====== Given entries ======

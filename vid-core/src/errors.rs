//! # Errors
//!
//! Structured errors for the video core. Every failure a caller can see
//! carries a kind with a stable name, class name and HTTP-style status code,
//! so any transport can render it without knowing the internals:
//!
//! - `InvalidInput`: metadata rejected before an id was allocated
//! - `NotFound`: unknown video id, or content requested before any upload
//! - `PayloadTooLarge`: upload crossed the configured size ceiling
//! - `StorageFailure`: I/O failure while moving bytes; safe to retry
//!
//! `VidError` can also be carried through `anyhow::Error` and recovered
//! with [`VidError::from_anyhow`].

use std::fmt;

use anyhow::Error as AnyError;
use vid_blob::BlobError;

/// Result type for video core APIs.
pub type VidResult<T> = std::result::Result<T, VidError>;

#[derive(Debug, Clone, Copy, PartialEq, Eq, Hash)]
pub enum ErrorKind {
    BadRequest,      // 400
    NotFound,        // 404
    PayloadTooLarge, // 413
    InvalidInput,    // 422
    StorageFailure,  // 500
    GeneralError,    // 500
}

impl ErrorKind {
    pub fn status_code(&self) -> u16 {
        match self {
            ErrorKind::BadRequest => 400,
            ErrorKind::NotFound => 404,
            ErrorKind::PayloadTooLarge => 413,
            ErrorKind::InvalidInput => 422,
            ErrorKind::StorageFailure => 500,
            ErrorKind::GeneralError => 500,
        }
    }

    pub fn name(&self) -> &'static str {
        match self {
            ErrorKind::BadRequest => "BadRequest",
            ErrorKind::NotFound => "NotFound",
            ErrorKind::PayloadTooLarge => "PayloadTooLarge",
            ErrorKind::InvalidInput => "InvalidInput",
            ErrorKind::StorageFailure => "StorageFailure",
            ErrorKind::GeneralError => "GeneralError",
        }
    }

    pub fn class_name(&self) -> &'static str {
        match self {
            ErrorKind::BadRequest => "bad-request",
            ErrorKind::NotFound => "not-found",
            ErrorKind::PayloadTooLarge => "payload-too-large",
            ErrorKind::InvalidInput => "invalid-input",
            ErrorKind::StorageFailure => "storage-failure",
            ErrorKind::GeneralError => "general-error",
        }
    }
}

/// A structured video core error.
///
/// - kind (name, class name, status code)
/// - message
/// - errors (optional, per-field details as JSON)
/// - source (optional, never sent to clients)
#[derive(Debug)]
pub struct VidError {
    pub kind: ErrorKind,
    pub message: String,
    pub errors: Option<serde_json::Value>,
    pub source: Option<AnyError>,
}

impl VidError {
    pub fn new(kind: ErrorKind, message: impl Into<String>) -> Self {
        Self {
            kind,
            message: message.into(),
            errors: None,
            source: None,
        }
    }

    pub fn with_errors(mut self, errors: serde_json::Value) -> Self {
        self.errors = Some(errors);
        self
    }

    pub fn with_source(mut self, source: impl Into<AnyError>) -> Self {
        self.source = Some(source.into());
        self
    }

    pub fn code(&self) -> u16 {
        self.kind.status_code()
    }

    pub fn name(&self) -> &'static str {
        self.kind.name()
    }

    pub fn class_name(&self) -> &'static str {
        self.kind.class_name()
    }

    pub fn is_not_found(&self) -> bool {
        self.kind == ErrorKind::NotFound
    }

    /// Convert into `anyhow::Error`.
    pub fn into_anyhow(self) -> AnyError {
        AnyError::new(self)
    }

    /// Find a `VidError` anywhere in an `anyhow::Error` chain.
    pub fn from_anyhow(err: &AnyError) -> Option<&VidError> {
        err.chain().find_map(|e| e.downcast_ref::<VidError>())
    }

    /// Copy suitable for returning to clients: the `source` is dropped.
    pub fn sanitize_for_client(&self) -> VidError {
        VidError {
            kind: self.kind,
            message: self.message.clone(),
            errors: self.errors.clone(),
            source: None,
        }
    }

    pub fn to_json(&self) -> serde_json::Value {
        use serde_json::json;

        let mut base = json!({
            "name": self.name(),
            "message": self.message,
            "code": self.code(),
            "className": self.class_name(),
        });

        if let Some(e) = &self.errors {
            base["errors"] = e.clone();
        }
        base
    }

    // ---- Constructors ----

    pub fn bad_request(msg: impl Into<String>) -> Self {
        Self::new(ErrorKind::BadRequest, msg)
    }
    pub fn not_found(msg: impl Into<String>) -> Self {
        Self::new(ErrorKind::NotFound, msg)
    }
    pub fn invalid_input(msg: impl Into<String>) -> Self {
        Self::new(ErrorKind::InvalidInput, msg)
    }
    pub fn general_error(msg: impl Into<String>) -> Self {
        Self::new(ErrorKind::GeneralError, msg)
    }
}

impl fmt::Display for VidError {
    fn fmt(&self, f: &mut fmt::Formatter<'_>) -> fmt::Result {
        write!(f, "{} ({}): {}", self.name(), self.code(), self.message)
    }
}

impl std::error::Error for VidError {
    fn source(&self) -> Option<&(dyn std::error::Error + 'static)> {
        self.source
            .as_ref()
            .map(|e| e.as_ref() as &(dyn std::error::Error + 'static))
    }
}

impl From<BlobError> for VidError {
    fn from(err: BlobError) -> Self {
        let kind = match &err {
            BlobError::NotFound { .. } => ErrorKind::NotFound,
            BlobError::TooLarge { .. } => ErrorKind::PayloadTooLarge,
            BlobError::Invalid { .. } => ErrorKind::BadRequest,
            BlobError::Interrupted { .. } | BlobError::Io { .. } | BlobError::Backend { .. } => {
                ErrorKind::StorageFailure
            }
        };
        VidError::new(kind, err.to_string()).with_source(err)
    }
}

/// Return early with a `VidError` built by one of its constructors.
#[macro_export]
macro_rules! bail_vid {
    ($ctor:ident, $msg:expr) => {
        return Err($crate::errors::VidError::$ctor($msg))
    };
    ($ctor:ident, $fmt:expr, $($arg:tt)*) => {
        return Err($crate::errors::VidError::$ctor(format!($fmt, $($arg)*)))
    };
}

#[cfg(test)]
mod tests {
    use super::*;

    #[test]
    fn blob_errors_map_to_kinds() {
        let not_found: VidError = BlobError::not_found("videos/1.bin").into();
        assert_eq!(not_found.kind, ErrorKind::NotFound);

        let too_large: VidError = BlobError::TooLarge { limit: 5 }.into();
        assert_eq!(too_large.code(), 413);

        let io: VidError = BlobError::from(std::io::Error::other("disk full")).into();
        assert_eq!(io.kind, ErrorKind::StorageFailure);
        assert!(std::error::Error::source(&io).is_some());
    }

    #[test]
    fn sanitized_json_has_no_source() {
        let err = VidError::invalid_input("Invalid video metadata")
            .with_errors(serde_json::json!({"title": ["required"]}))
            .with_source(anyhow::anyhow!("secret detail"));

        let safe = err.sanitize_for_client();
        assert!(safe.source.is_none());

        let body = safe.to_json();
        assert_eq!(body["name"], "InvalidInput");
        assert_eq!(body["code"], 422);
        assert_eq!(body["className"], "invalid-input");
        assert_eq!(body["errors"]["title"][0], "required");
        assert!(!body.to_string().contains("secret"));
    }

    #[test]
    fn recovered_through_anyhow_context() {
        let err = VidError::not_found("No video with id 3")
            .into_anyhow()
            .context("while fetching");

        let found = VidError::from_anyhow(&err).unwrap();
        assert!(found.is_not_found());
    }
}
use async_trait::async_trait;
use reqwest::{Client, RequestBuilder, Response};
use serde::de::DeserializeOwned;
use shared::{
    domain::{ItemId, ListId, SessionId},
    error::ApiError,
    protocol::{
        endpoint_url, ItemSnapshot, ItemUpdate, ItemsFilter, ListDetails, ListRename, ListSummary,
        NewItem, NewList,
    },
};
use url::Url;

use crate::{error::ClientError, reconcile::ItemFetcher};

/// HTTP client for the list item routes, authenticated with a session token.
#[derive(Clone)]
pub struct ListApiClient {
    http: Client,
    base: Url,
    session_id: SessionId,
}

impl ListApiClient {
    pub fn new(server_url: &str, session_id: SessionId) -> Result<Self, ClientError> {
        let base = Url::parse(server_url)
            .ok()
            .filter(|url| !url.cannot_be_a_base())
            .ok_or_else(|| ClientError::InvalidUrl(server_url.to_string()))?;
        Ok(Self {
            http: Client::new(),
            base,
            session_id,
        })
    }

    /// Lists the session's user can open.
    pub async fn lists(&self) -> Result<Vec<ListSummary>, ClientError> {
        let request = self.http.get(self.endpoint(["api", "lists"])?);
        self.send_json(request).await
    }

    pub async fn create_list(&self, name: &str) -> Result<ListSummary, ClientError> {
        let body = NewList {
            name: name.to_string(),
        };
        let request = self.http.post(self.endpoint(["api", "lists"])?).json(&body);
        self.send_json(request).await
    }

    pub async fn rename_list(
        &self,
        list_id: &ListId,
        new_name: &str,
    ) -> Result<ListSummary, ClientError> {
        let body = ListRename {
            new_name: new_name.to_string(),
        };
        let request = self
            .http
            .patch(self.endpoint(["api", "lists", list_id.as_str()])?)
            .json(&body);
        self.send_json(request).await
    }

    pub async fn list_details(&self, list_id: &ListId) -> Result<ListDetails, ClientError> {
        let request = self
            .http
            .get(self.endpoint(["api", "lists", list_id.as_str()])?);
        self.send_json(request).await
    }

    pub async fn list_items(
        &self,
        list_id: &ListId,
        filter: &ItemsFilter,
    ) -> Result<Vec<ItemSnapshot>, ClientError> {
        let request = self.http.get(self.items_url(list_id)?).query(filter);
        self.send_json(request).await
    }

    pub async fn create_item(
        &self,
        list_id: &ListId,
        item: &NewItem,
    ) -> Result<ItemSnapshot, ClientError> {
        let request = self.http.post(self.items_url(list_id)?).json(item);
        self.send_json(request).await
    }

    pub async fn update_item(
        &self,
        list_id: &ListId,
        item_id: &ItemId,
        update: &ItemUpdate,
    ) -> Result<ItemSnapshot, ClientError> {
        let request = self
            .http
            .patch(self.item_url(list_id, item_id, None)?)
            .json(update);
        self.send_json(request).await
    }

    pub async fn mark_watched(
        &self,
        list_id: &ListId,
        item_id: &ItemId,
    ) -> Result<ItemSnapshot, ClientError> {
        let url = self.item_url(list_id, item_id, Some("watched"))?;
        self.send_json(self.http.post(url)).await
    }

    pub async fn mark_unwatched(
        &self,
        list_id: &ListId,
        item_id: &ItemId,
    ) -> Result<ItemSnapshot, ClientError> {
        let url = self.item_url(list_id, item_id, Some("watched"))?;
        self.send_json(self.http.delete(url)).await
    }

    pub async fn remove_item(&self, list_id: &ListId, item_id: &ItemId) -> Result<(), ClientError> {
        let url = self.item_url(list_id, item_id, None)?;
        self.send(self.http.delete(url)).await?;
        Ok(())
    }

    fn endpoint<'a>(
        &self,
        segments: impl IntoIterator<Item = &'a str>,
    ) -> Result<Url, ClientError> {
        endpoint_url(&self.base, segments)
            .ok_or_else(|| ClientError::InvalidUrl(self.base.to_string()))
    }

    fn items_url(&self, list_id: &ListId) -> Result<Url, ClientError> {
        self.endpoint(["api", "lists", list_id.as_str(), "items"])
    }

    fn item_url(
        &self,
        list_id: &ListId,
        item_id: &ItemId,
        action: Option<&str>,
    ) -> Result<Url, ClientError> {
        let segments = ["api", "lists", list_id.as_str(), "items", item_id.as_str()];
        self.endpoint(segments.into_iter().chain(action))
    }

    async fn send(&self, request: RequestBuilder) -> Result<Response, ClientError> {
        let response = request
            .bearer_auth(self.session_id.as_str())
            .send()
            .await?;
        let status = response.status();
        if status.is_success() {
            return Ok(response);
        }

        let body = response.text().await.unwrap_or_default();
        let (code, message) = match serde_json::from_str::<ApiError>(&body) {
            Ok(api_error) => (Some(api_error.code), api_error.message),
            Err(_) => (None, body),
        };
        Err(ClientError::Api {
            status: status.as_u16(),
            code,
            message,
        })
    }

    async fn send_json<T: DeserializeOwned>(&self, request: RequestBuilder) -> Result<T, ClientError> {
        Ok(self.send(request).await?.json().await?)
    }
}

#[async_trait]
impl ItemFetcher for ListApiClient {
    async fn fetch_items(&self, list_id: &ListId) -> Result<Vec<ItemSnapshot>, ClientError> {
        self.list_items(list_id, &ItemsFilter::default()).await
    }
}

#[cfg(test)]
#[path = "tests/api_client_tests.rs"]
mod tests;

======

Show, from the entries above, every line that includes the string "GeneralError".

Expected output:
    GeneralError,    // 500
            ErrorKind::GeneralError => 500,
            ErrorKind::GeneralError => "GeneralError",
            ErrorKind::GeneralError => "general-error",
        Self::new(ErrorKind::GeneralError, msg)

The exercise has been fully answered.